Most of the drugs used to treat viral infections are, effectively, immune system suppressors. Noses run because that allows the body to clear out infected material. Increased metabolic activity, also known as "fever," is an important immune system booster. Fatigue, achiness, chills and other symptoms happen because the body does not have the capacity to both fight the infection and engage in normal activities. By taking these steps firmly and quickly, the body's own defenses can typically kill off the disease before it damages enough tissue to be a problem. Sometimes, as with the youth-skewed deaths from H1N1, this natural response goes overboard and kills the patient.
This is how I look at issues like terrorism. The relatively small number of people directly involved with AQ know that they have no chance of directly destroying the US. The strategic depth of the country is far too great for that to be a serious threat, much as the vast expanses and large nuclear arsenal of the Soviet Union guaranteed that its enemies could not threaten it directly. Instead, Bin Laden and company are playing their old patron Reagan's game, knowing that a small escalation on their part leads to a dramatic and expensive response on our part.
The "system" worked on Christmas Day, 2009 just as well as it did with Richard Reid in 2005. A man who, like many young hot-headed fools, had known links to AQ boarded a plane in a manner that's not unheard of for wealthy expats. He inexpertly attempted to damage the aircraft and was stopped by alert passengers and crew. In other words, the only people who slip through the cracks in the intelligence system are the least dangerous. Without irony, Go Team!
Placing additional loads on our security apparatus in this environment is like a fever that causes brain damage. Fighting AQ and its derivatives is a war of attrition, and one in which we hold a considerable advantage if don't allow small problems to grow into large ones. Today we're being asked to put aside dignity, get cooked slightly by microwaves and pay a lot of money so that our underwear can be inspected. Drug dealers and would-be assassins of Saudi princes know that there are places microwaves can't see, and we'll have to choose between accepting that risk or cancer-causing x-rays when the next young fool slips through the cracks. (Actually, one did, but US media kind of ignored it since the target wasn't American, so our prostates are safe for now.)

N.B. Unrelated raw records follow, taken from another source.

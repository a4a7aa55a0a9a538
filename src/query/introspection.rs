//! 模式内省
//!
//! 每个集合的次级元数据查询相互独立并发执行；单个失败只让该项的计数缺失，
//! 不会让整个列表失败。

use futures::future::join_all;
use log::{debug, warn};

use crate::adapters::{BackendHandle, DatabaseAdapter};
use crate::core::error::AdapterResult;
use crate::core::types::{
    normalize_type, CanonicalType, ClusteringOrder, CollectionInfo, ColumnInfo, ColumnKind, DatabaseInfo,
    IndexInfo, NativeType, RawColumnDef, SchemaInfo,
};

#[derive(Debug, Default, Clone, Copy)]
pub struct SchemaIntrospector;

impl SchemaIntrospector {
    pub fn new() -> Self {
        Self
    }

    /// 列出用户数据库（排除系统库），附带集合数量
    pub async fn list_databases(
        &self,
        adapter: &dyn DatabaseAdapter,
        handle: &BackendHandle,
    ) -> AdapterResult<Vec<DatabaseInfo>> {
        let system = adapter.system_databases();
        let mut names: Vec<String> = adapter
            .list_database_names(handle)
            .await?
            .into_iter()
            .filter(|name| !system.contains(&name.as_str()))
            .collect();
        names.sort();
        names.dedup();

        let counts = join_all(
            names
                .iter()
                .map(|db| adapter.list_collection_names(handle, db)),
        )
        .await;

        Ok(names
            .into_iter()
            .zip(counts)
            .map(|(name, count)| {
                let collections_count = match count {
                    Ok(collections) => Some(collections.len() as u64),
                    Err(e) => {
                        warn!("Could not get collection count for database {}: {}", name, e);
                        None
                    }
                };
                DatabaseInfo {
                    name,
                    collections_count,
                }
            })
            .collect())
    }

    /// 列出集合，附带基数提示
    pub async fn list_collections(
        &self,
        adapter: &dyn DatabaseAdapter,
        handle: &BackendHandle,
        database: &str,
    ) -> AdapterResult<Vec<CollectionInfo>> {
        let mut names = adapter.list_collection_names(handle, database).await?;
        names.sort();

        let cardinalities = join_all(
            names
                .iter()
                .map(|coll| adapter.collection_cardinality(handle, database, coll)),
        )
        .await;

        Ok(names
            .into_iter()
            .zip(cardinalities)
            .map(|(name, cardinality)| {
                let columns_count = match cardinality {
                    Ok(n) => Some(n),
                    Err(e) => {
                        warn!(
                            "Could not get column count for table {}.{}: {}",
                            database, name, e
                        );
                        None
                    }
                };
                CollectionInfo {
                    name,
                    kind: None,
                    columns_count,
                    documents_count: None,
                }
            })
            .collect())
    }

    /// 列定义与二级索引
    pub async fn get_schema(
        &self,
        adapter: &dyn DatabaseAdapter,
        handle: &BackendHandle,
        database: &str,
        collection: &str,
    ) -> AdapterResult<SchemaInfo> {
        let raw = adapter
            .describe_collection(handle, database, collection)
            .await?;

        let mut defs = raw.columns;
        defs.sort_by(|a, b| {
            column_rank(a.kind)
                .cmp(&column_rank(b.kind))
                .then_with(|| match a.kind {
                    ColumnKind::Regular | ColumnKind::Static => a.name.cmp(&b.name),
                    _ => a.position.cmp(&b.position),
                })
        });
        let leaf = |tag: &str| adapter.leaf_type(tag);
        let columns = defs
            .into_iter()
            .map(|def| column_info(def, &leaf))
            .collect();

        let indexes = raw
            .indexes
            .into_iter()
            .filter_map(|idx| match adapter.index_target(&idx.options) {
                Some(target) => Some(IndexInfo {
                    name: idx.name,
                    column: target.column,
                    kind: target.kind,
                }),
                None => {
                    debug!(
                        "Skipping index {} on {}.{}: unparsable target {:?}",
                        idx.name, database, collection, idx.options
                    );
                    None
                }
            })
            .collect();

        Ok(SchemaInfo { columns, indexes })
    }
}

fn column_rank(kind: ColumnKind) -> u8 {
    match kind {
        ColumnKind::PartitionKey => 0,
        ColumnKind::Clustering => 1,
        ColumnKind::Static => 2,
        ColumnKind::Regular => 3,
    }
}

fn column_info<F>(def: RawColumnDef, leaf: &F) -> ColumnInfo
where
    F: Fn(&str) -> Option<CanonicalType>,
{
    let canonical = NativeType::parse(&def.native_type)
        .map(|native| normalize_type(&native, leaf).to_string())
        .unwrap_or_else(|| "unknown".to_string());
    let clustering_order = match def.kind {
        ColumnKind::Clustering => Some(
            def.clustering_order
                .as_deref()
                .map(ClusteringOrder::parse)
                .unwrap_or(ClusteringOrder::Asc),
        ),
        _ => None,
    };
    ColumnInfo {
        primary_key: def.kind.is_primary_key(),
        canonical_type: canonical,
        native_type: def.native_type,
        name: def.name,
        kind: def.kind,
        clustering_order,
    }
}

What we need nationally is something to suppress the fear response that leads to swelling in our budgets and feverish talk on cable news. Pie making can serve as that anti-histamine. Rolling out a crust is a great confidence builder, not to mention being good for the shoulders in the highly unlikely event you have to throw that elbow. Sharing pies with friends, family and neighbors pulls attention away from the strident talking heads, and hopefully calms everyone down a bit. We in the US are the safest and most prosperous people in history. Let's enjoy that instead of fretting about rich fools who are trying, and failing miserably, to ruin it.